● **TRY IT**: What you return must match the records word for word.

● **DATA FOR THE TASK**:
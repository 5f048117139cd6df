pub mod access_log;
pub mod config;
pub mod error;
pub mod proxy;
pub mod whitelist;

pub use access_log::{AccessLog, MemorySink};
pub use config::Config;
pub use error::ProxyError;
pub use proxy::{Dialer, Listener, Protocol, ProxyHandler, ProxyStats, TcpDialer};
pub use whitelist::{
    hostname_digest, HttpWhitelistSource, WhitelistRefresher, WhitelistSource, WhitelistStore,
};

● **TASK RESULT**:
repository 5f048117139cd6df
pub mod access_log;
pub mod config;
pub mod error;
pub mod proxy;
pub mod whitelist;

pub use access_log::{AccessLog, MemorySink};
pub use config::Config;
pub use error::ProxyError;
pub use proxy::{Dialer, Listener, Protocol, ProxyHandler, ProxyStats, TcpDialer};
pub use whitelist::{
    hostname_digest, HttpWhitelistSource, WhitelistRefresher, WhitelistSource, WhitelistStore,
};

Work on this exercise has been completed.